-- Activity --
Return each line of the listing in which the word "Serialize" appears.

-- Dataset extract --

----

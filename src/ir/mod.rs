//! The FlowScript intermediate representation (`spec.md` §3).
//!
//! Entities are created exclusively by the parser and its post-processors;
//! once emitted an [`Ir`] value is immutable. The linter and query engine
//! only ever read it.

pub mod envelope;
pub mod node;
pub mod relationship;
pub mod state;

pub use envelope::{Invariants, Ir, Metadata};
pub use node::{Modifier, Node, NodeExt, NodeType};
pub use relationship::{Relationship, RelationshipType};
pub use state::{State, StateType};

use serde::{Deserialize, Serialize};

/// Where a piece of the IR came from: which file, which original source
/// line, and when it was produced.
#[derive(Debug, Clone, PartialEq, Eq, Serialize, Deserialize)]
pub struct Provenance {
    pub source_file: String,
    pub line_number: usize,
    pub timestamp: chrono::DateTime<chrono::Utc>,
}

/// A 64-hex-character SHA-256 content hash; used as the id of every node,
/// relationship, and state.
pub type NodeId = String;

----

-- Result of the exercise --
use serde::{Deserialize, Serialize};
#[derive(Debug, Clone, PartialEq, Eq, Serialize, Deserialize)]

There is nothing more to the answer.